### Dataset entries
:::::

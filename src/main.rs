use tokio::signal;
use tokio_util::sync::CancellationToken;
use tracing::{error, info, warn};
use tracing_subscriber::EnvFilter;

use psp_reconciler::{LogFormat, ReconcilerConfig, run_reconciler};

#[tokio::main]
async fn main() -> Result<(), Box<dyn std::error::Error>> {
    // Install the TLS crypto provider before any TLS operations
    if rustls::crypto::aws_lc_rs::default_provider()
        .install_default()
        .is_err()
    {
        // A provider is already installed, which is fine
        if rustls::crypto::CryptoProvider::get_default().is_none() {
            return Err(
                "Failed to install rustls crypto provider and no provider is available".into(),
            );
        }
    }

    let config = ReconcilerConfig::from_env()?;

    // Initialize logging
    let filter = EnvFilter::try_from_default_env()
        .or_else(|_| EnvFilter::try_new("psp_reconciler=info,kube=warn"))?;
    match config.log_format {
        LogFormat::Text => tracing_subscriber::fmt().with_env_filter(filter).init(),
        LogFormat::Json => tracing_subscriber::fmt()
            .json()
            .with_env_filter(filter)
            .init(),
    }

    info!(
        mode = %config.mode(),
        kubeconfig = %config.kubeconfig.display(),
        "Starting psp-reconciler"
    );

    let cancel = CancellationToken::new();

    // Handle graceful shutdown on SIGTERM or SIGINT
    {
        let cancel = cancel.clone();
        tokio::spawn(async move {
            shutdown_signal().await;
            info!("Received shutdown signal, cancelling");
            cancel.cancel();
        });
    }

    if let Some(deadline) = config.deadline {
        let cancel = cancel.clone();
        tokio::spawn(async move {
            tokio::time::sleep(deadline).await;
            warn!("Deadline of {:?} reached, cancelling", deadline);
            cancel.cancel();
        });
    }

    match run_reconciler(&config, &cancel).await {
        Ok(report) => {
            info!(
                resolved = ?report.resolved,
                skipped = ?report.skipped,
                "Reconciler finished"
            );
            Ok(())
        }
        Err(e) => {
            error!("Reconciler failed: {}", e);
            Err(e.into())
        }
    }
}

/// Wait for shutdown signal (SIGTERM or SIGINT)
async fn shutdown_signal() {
    let ctrl_c = async {
        if let Err(e) = signal::ctrl_c().await {
            error!("Failed to install Ctrl+C handler: {}", e);
            std::future::pending::<()>().await;
        }
    };

    #[cfg(unix)]
    let terminate = async {
        match signal::unix::signal(signal::unix::SignalKind::terminate()) {
            Ok(mut sigterm) => {
                sigterm.recv().await;
            }
            Err(e) => {
                error!("Failed to install SIGTERM handler: {}", e);
                std::future::pending::<()>().await;
            }
        }
    };

    #[cfg(not(unix))]
    let terminate = std::future::pending::<()>();

    tokio::select! {
        _ = ctrl_c => {},
        _ = terminate => {},
    }
}
pub mod catalog;
pub mod common;
pub mod template;

pub use catalog::{
    GLOBAL_RESTRICTED, GLOBAL_UNRESTRICTED, NamespacedBinding, PolicyDefinition, PolicyName,
    SYSTEM_UNRESTRICTED, render_node_binding,
};
pub use common::{
    ANNOTATION_BASE, FIELD_MANAGER, KUBE_SYSTEM, NODE_BINDING_NAME, RESOLVED, annotation_key,
};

:::::

### What you will do
Copy out the data above word for word, starting at its first line and ending with the line that contains "let cancel = CancellationToken::new();".

### Expected answer
filename src/main.rs
use tokio::signal;
use tokio_util::sync::CancellationToken;
use tracing::{error, info, warn};
use tracing_subscriber::EnvFilter;

use psp_reconciler::{LogFormat, ReconcilerConfig, run_reconciler};

#[tokio::main]
async fn main() -> Result<(), Box<dyn std::error::Error>> {
    // Install the TLS crypto provider before any TLS operations
    if rustls::crypto::aws_lc_rs::default_provider()
        .install_default()
        .is_err()
    {
        // A provider is already installed, which is fine
        if rustls::crypto::CryptoProvider::get_default().is_none() {
            return Err(
                "Failed to install rustls crypto provider and no provider is available".into(),
            );
        }
    }

    let config = ReconcilerConfig::from_env()?;

    // Initialize logging
    let filter = EnvFilter::try_from_default_env()
        .or_else(|_| EnvFilter::try_new("psp_reconciler=info,kube=warn"))?;
    match config.log_format {
        LogFormat::Text => tracing_subscriber::fmt().with_env_filter(filter).init(),
        LogFormat::Json => tracing_subscriber::fmt()
            .json()
            .with_env_filter(filter)
            .init(),
    }

    info!(
        mode = %config.mode(),
        kubeconfig = %config.kubeconfig.display(),
        "Starting psp-reconciler"
    );

    let cancel = CancellationToken::new();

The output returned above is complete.